= Abortion in the United Arab Emirates =

Abortion in the United Arab Emirates (UAE) is only legal in five instances: if the pregnancy is the result of rape; if the pregnancy is a result of incest; at the request of the couple after the approval of a regulatory committee; if the continuation of the pregnancy puts the woman's life in danger; if the fetus has a serious congenital disorder.
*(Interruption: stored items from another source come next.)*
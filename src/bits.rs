//! Bit-string primitives.
//!
//! A bit string is a `str` of `'0'`/`'1'` characters, most significant bit first. Reads are
//! tolerant: a range past the end of the string yields the bits that exist (possibly none),
//! and an empty or malformed range decodes as zero.

use chrono::{DateTime, Utc};

const ZERO: char = '0';
const LETTER_OFFSET: u64 = 65;

/// Default width of a two-letter language code.
pub const LANGUAGE_BITS: usize = 12;

/// Substring of `bits` starting at `start` with at most `length` characters.
pub fn slice(bits: &str, start: usize, length: usize) -> &str {
    let start = start.min(bits.len());
    let end = start.saturating_add(length).min(bits.len());
    bits.get(start..end).unwrap_or("")
}

fn parse_binary(bits: &str) -> u64 {
    let mut value = 0u64;
    for c in bits.chars() {
        let bit = match c {
            '0' => 0,
            '1' => 1,
            _ => return 0,
        };
        value = match value.checked_mul(2).and_then(|v| v.checked_add(bit)) {
            Some(v) => v,
            None => return u64::MAX,
        };
    }
    value
}

/// Unsigned value of `length` bits at `start`. `start == 0 && length == 0` reads the whole string.
pub fn decode_bits_to_int(bits: &str, start: usize, length: usize) -> u64 {
    if start == 0 && length == 0 {
        return parse_binary(bits);
    }
    parse_binary(slice(bits, start, length))
}

pub fn decode_bits_to_bool(bits: &str, start: usize) -> bool {
    slice(bits, start, 1) == "1"
}

/// Deciseconds since the epoch, truncated to whole seconds.
pub fn decode_bits_to_date(bits: &str, start: usize, length: usize) -> DateTime<Utc> {
    let seconds = decode_bits_to_int(bits, start, length) / 10;
    i64::try_from(seconds)
        .ok()
        .and_then(|s| DateTime::from_timestamp(s, 0))
        .unwrap_or(DateTime::<Utc>::MAX_UTC)
}

/// One letter of a language code: the whole string's value offset from `'A'`, lower-cased.
pub fn decode_bits_to_letter(bits: &str) -> char {
    let code = decode_bits_to_int(bits, 0, 0).wrapping_add(LETTER_OFFSET) % 256;
    char::from(code as u8).to_ascii_lowercase()
}

/// Two-letter code stored in `length` bits at `start`, one letter per half.
pub fn decode_bits_to_language(bits: &str, start: usize, length: usize) -> String {
    let language = slice(bits, start, length);
    let half = length / 2;
    let mut out = String::with_capacity(2);
    out.push(decode_bits_to_letter(slice(language, 0, half)));
    out.push(decode_bits_to_letter(slice(language, half, usize::MAX)));
    out
}

/// Binary representation of `n`, left-padded or truncated (high-order bits kept) to `width`.
pub fn encode_int_to_bits(n: u64, width: Option<usize>) -> String {
    let bits = format!("{:b}", n);
    match width {
        Some(w) if w >= bits.len() => pad_left(&bits, (w - bits.len()) as isize),
        Some(w) => bits[..w].to_string(),
        None => bits,
    }
}

pub fn encode_bool_to_bits(b: bool) -> String {
    encode_int_to_bits(b as u64, Some(1))
}

/// Dates before the epoch encode as zero.
pub fn encode_date_to_bits(date: &DateTime<Utc>, width: Option<usize>) -> String {
    let deciseconds = u64::try_from(date.timestamp())
        .unwrap_or(0)
        .saturating_mul(10);
    encode_int_to_bits(deciseconds, width)
}

/// Letters below `'A'` wrap around and encode as all ones.
pub fn encode_letter_to_bits(letter: char, width: Option<usize>) -> String {
    let code = letter.to_ascii_uppercase() as u64;
    encode_int_to_bits(code.wrapping_sub(LETTER_OFFSET), width)
}

/// Each of the two letters takes `width / 2` bits; a missing letter encodes as `'A'`.
pub fn encode_language_to_bits(code: &str, width: usize) -> String {
    let half = Some(width / 2);
    let mut letters = code.chars();
    let first = letters.next().unwrap_or('A');
    let second = letters.next().unwrap_or('A');
    let mut out = encode_letter_to_bits(first, half);
    out.push_str(&encode_letter_to_bits(second, half));
    out
}

/// Prepends `n` zeros; negative `n` adds nothing.
pub fn pad_left(bits: &str, n: isize) -> String {
    let n = n.max(0) as usize;
    let mut out = String::with_capacity(bits.len() + n);
    out.extend(std::iter::repeat(ZERO).take(n));
    out.push_str(bits);
    out
}

/// Appends `n` zeros; negative `n` adds nothing.
pub fn pad_right(bits: &str, n: isize) -> String {
    let n = n.max(0) as usize;
    let mut out = String::with_capacity(bits.len() + n);
    out.push_str(bits);
    out.extend(std::iter::repeat(ZERO).take(n));
    out
}

/// Right-pads with zeros or truncates so the result is exactly `width` bits.
pub fn fit_to_width(bits: &str, width: usize) -> String {
    let padded = pad_right(bits, width as isize - bits.len() as isize);
    padded.chars().take(width).collect()
}

/// 1-based positions of the set bits.
pub fn decode_bits_to_ids(bits: &str) -> Vec<u64> {
    bits.chars()
        .enumerate()
        .filter(|(_, c)| *c == '1')
        .map(|(i, _)| i as u64 + 1)
        .collect()
}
In addition, the abortion must be performed within the first 120 days of pregnancy. The regulatory committee must be composed of an obstetrics and gynaecology specialist, a psychiatry specialist, and a representative from the Public Prosecution according to The Ministry of Health and Prevention. Non-citizen pregnant women must hold a valid UAE residency permit for a minimum of one year. Prior to 2024, the UAE did not permit abortions in cases of rape or incest. The legislation change aimed to reduce illegal and unsafe abortions. Since the change, abortion laws within the country have been described as less restrictive than some American states which do not permit abortions in cases of rape or incest, following the overturning of Roe v. Wade.

== Legality ==
Abortion law within the country is based on Sharia law (Islamic law), and was described as restrictive in 2007. Due to an absence of legal framework at the time detailing the cases in which abortions were allowed, very few abortions were carried out legally. Following the issue of the Medical Liability Law signed by Sheikh Khalifa bin Zayed Al Nahyan clarifying the circumstances in which abortions were allowed, the number began to increase, averaging at about 25 abortions per year in Corniche Hospital Abu Dhabi from 2013 to 2015.
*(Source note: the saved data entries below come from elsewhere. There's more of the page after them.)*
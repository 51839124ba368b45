//! Decode, inspect and re-encode TC strings.
//!
//! Usage:
//!   tcfbits decode <STRING> [--schema FILE] [-v]
//!   tcfbits bits <STRING>
//!   tcfbits reencode <STRING> [--schema FILE]
//!
//! `--schema` replaces the bundled TCF definitions with a schema file. `RUST_LOG` controls
//! logging; `-v` raises the default level to `debug`.

use std::path::PathBuf;

use anyhow::{bail, Context};
use tcfbits::dump::format_record;
use tcfbits::{decode_from_base64, Codec, Definitions};
use tracing_subscriber::EnvFilter;

const USAGE: &str = "usage: tcfbits <decode|bits|reencode> <STRING> [--schema FILE] [-v]";

fn init_logging(verbose: bool) {
    let default = if verbose { "tcfbits=debug" } else { "warn" };
    let filter = EnvFilter::try_from_default_env().unwrap_or_else(|_| EnvFilter::new(default));
    tracing_subscriber::fmt()
        .with_env_filter(filter)
        .with_writer(std::io::stderr)
        .init();
}

fn main() -> anyhow::Result<()> {
    let mut args: Vec<String> = std::env::args().skip(1).collect();
    let verbose = if let Some(pos) = args.iter().position(|a| a == "--verbose" || a == "-v") {
        args.remove(pos);
        true
    } else {
        false
    };
    let schema_path: Option<PathBuf> = match args.iter().position(|a| a == "--schema" || a.starts_with("--schema=")) {
        Some(pos) => {
            let arg = args.remove(pos);
            match arg.strip_prefix("--schema=") {
                Some(p) => Some(PathBuf::from(p)),
                None if pos < args.len() => Some(PathBuf::from(args.remove(pos))),
                None => bail!("--schema needs a file\n{}", USAGE),
            }
        }
        None => None,
    };
    init_logging(verbose);

    let mut args = args.into_iter();
    let (command, input) = match (args.next(), args.next()) {
        (Some(c), Some(s)) => (c, s),
        _ => bail!(USAGE),
    };

    let codec = match &schema_path {
        Some(path) => Codec::new(
            Definitions::from_path(path).with_context(|| format!("loading schema {}", path.display()))?,
        ),
        None => Codec::try_tcf()?,
    };

    match command.as_str() {
        "decode" => {
            let consent = codec.decode(&input)?;
            println!("version: {}", consent.version);
            println!("{}", format_record(&consent.core));
            for segment in &consent.segments {
                println!();
                println!("segment {}:", segment.id);
                println!("{}", format_record(&segment.fields));
            }
        }
        "bits" => {
            for part in input.trim().split('.') {
                println!("{}", decode_from_base64(part)?);
            }
        }
        "reencode" => {
            let consent = codec.decode(&input)?;
            let encoded = codec.encode(&consent)?;
            println!("{}", encoded);
            if encoded != input.trim() {
                tracing::info!(input = %input.trim(), "re-encoded string differs from input");
            }
        }
        other => bail!("unknown command {:?}\n{}", other, USAGE),
    }
    Ok(())
}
Since then, substantial progress has been made in broadening the conditions under which abortions are permitted. As of 2019, the UAE is one of three countries in the Middle East and North Africa to extend circumstances in which abortion is allowed. In addition, abortion laws within the country have been described as less restrictive than some American states following the overturning of Roe v. Wade. UAE Federal Penal Code No. 3 of 1987 regulates the provisions of abortion under the "infringement on human life and bodily integrity". Abortion is defined as an any act that may lead to the death of a foetus or its exit from the womb before the natural date of birth. Under article 40 of the UAE Penal Code, whoever intentionally aborts may face imprisonment. The law does not punish for the crime of abortion unless it is intentional, so the crime is not committed by someone who accidentally causes a pregnant woman to miscarry, even in grave error. The Penal Code does not address the criminalization of induced abortion resulting in death; but article 87 of the Penal Code states that if multiple crimes are committed, the crime with the most severe penalty must be considered. In a 2021 case where a man beat his pregnant wife leading to the possibility of losing the foetus, the man was found guilty of assault and was ordered to pay AED 15,000. Such incidents have led to questioning on the possibility of legal loopholes. Assisting in an abortion illegally is a criminal offence punishable of up to seven years in prison.
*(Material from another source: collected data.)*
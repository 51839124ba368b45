//! Property-based tests for the bit primitives, envelope and walker.
//!
//! ## Categories
//! 1. **Width discipline**: fixed-width encoders always emit exactly `width` bits
//! 2. **Envelope**: base64 keeps every bit and only appends zero padding
//! 3. **Walker**: records built for a schema survive encode then decode
//! 4. **Tolerance**: arbitrary or truncated input never panics

use chrono::DateTime;
use proptest::prelude::*;
use tcfbits::bits::{
    decode_bits_to_date, decode_bits_to_int, decode_bits_to_language, encode_date_to_bits, encode_int_to_bits,
    encode_language_to_bits,
};
use tcfbits::{
    decode_fields, decode_from_base64, encode_bit_string_to_base64, encode_fields, Codec, Condition, Field, Record,
    Value, Width,
};

// ─────────────────────────────────────────────────────────────────────────────
// Strategies
// ─────────────────────────────────────────────────────────────────────────────

fn bit_string(max_len: usize) -> impl Strategy<Value = String> {
    prop::collection::vec(any::<bool>(), 0..max_len)
        .prop_map(|bits| bits.into_iter().map(|b| if b { '1' } else { '0' }).collect())
}

fn range_fields() -> Vec<Field> {
    vec![
        Field::bool("isARange"),
        Field::int("start", 16),
        Field::int("end", 16).when(Condition::is_set("isARange")),
    ]
}

fn vendor_fields() -> Vec<Field> {
    vec![
        Field::int("maxVendorId", 16),
        Field::bool("isRangeEncoding"),
        Field::bits("vendors", Width::field("maxVendorId")).when(Condition::not_set("isRangeEncoding")),
        Field::int("numEntries", 12).when(Condition::is_set("isRangeEncoding")),
        Field::list("ranges", Width::field("numEntries"), range_fields()).when(Condition::is_set("isRangeEncoding")),
    ]
}

fn range_entry() -> impl Strategy<Value = Record> {
    (any::<bool>(), any::<u16>(), any::<u16>()).prop_map(|(is_range, start, end)| {
        let entry = Record::new().with("isARange", is_range).with("start", u64::from(start));
        if is_range {
            entry.with("end", u64::from(end))
        } else {
            entry
        }
    })
}

/// Records matching `vendor_fields`, in either bitfield or range encoding.
fn vendor_record() -> impl Strategy<Value = Record> {
    let bitfield = bit_string(300).prop_map(|vendors| {
        Record::new()
            .with("maxVendorId", vendors.len() as u64)
            .with("isRangeEncoding", false)
            .with("vendors", Value::Bits(vendors))
    });
    let ranges = (any::<u16>(), prop::collection::vec(range_entry(), 0..8)).prop_map(|(max, entries)| {
        Record::new()
            .with("maxVendorId", u64::from(max))
            .with("isRangeEncoding", true)
            .with("numEntries", entries.len() as u64)
            .with("ranges", entries)
    });
    prop_oneof![bitfield, ranges]
}

// ─────────────────────────────────────────────────────────────────────────────
// Properties
// ─────────────────────────────────────────────────────────────────────────────

proptest! {
    #[test]
    fn int_encoding_has_exact_width(n in any::<u64>(), width in 1usize..=64) {
        let bits = encode_int_to_bits(n, Some(width));
        prop_assert_eq!(bits.len(), width);
        let fits = width == 64 || n < (1u64 << width);
        if fits {
            prop_assert_eq!(decode_bits_to_int(&bits, 0, width), n);
        }
    }

    #[test]
    fn int_decode_ignores_surrounding_bits(n in any::<u16>(), prefix in bit_string(20), suffix in bit_string(20)) {
        let bits = format!("{}{}{}", prefix, encode_int_to_bits(u64::from(n), Some(16)), suffix);
        prop_assert_eq!(decode_bits_to_int(&bits, prefix.len(), 16), u64::from(n));
    }

    #[test]
    fn dates_keep_whole_seconds(secs in 0i64..6_000_000_000) {
        let date = DateTime::from_timestamp(secs, 0).expect("in range");
        let bits = encode_date_to_bits(&date, Some(36));
        prop_assert_eq!(bits.len(), 36);
        prop_assert_eq!(decode_bits_to_date(&bits, 0, 36), date);
    }

    #[test]
    fn language_codes_survive(a in 0u8..26, b in 0u8..26) {
        let code: String = [a, b].iter().map(|c| char::from(b'a' + c)).collect();
        let bits = encode_language_to_bits(&code, 12);
        prop_assert_eq!(bits.len(), 12);
        prop_assert_eq!(decode_bits_to_language(&bits, 0, 12), code);
    }

    #[test]
    fn base64_keeps_bits_and_pads_with_zeros(bits in bit_string(400)) {
        let decoded = decode_from_base64(&encode_bit_string_to_base64(&bits)).expect("own output decodes");
        prop_assert_eq!(decoded.len(), bits.len().div_ceil(8) * 8);
        prop_assert!(decoded.starts_with(&bits));
        prop_assert!(decoded[bits.len()..].chars().all(|c| c == '0'));
    }

    #[test]
    fn vendor_records_round_trip(record in vendor_record()) {
        let fields = vendor_fields();
        let bits = encode_fields(&record, &fields);
        let (decoded, end) = decode_fields(&bits, &fields, 0);
        prop_assert_eq!(end, bits.len());
        prop_assert_eq!(&decoded, &record);
        prop_assert_eq!(encode_fields(&decoded, &fields), bits);
    }

    #[test]
    fn inactive_branch_is_absent(record in vendor_record()) {
        let fields = vendor_fields();
        let (decoded, _) = decode_fields(&encode_fields(&record, &fields), &fields, 0);
        let range = decoded.get_bool("isRangeEncoding").unwrap_or(false);
        prop_assert_eq!(decoded.contains_key("vendors"), !range);
        prop_assert_eq!(decoded.contains_key("numEntries"), range);
        prop_assert_eq!(decoded.contains_key("ranges"), range);
    }

    #[test]
    fn truncated_input_never_panics(record in vendor_record(), cut in 0usize..400) {
        let fields = vendor_fields();
        let bits = encode_fields(&record, &fields);
        let cut = cut.min(bits.len());
        let (decoded, _) = decode_fields(&bits[..cut], &fields, 0);
        prop_assert!(decoded.contains_key("maxVendorId"));
    }

    #[test]
    fn arbitrary_text_never_panics(s in "\\PC{0,64}") {
        let _ = decode_from_base64(&s);
        let _ = Codec::tcf().decode(&s);
    }

    #[test]
    fn arbitrary_base64_decodes_tolerantly(s in "[A-Za-z0-9_-]{2,80}") {
        // Any bit pattern maps to some record or a version/segment error, never a panic.
        if s.len() % 4 != 1 {
            prop_assert!(decode_from_base64(&s).is_ok());
        }
        let _ = Codec::tcf().decode(&s);
    }
}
Although abortions are currently permitted only if the pregnancy is under 120 days, many medical professionals in the country have advocated for a change in the law to allow abortions beyond this period, citing the inability to detect certain deformities before 120 days.

== History ==
Unwanted pregnancies have led to women in the UAE illegally procuring abortions or abandoning babies. A 2011 report by Gulf News found that the illegality and inaccessibility of abortion resulted in women purchasing cheap ulcer medication to end unwanted pregnancies. In an interview with a Filipino expatriate who sold such pills, she stated that demand for the tablets had grown due to social and moral values shifting while laws had not. The report found that such tablets did not guarantee an induced abortion, with failure in 15–20% of cases, and could result in death through bleeding or infection in rare cases. The demand for such pills were attributed to article 356 of the UAE Penal Code enforcing imprisonment and then deportation to mothers of children born out of wedlock. Such abortion pills sold on black markets can cost as much as AED 5000, while the price of such pills in most European countries is only AED 160. There have been several instances of arrests involving illegal abortions.

In October 2023, a legislation change allowed women to undergo abortions without spousal consent and permitted private licensed clinics to perform the procedure. In June 2024, it was announced that the circumstances in which an abortion could be obtained had extended to include rape and incest.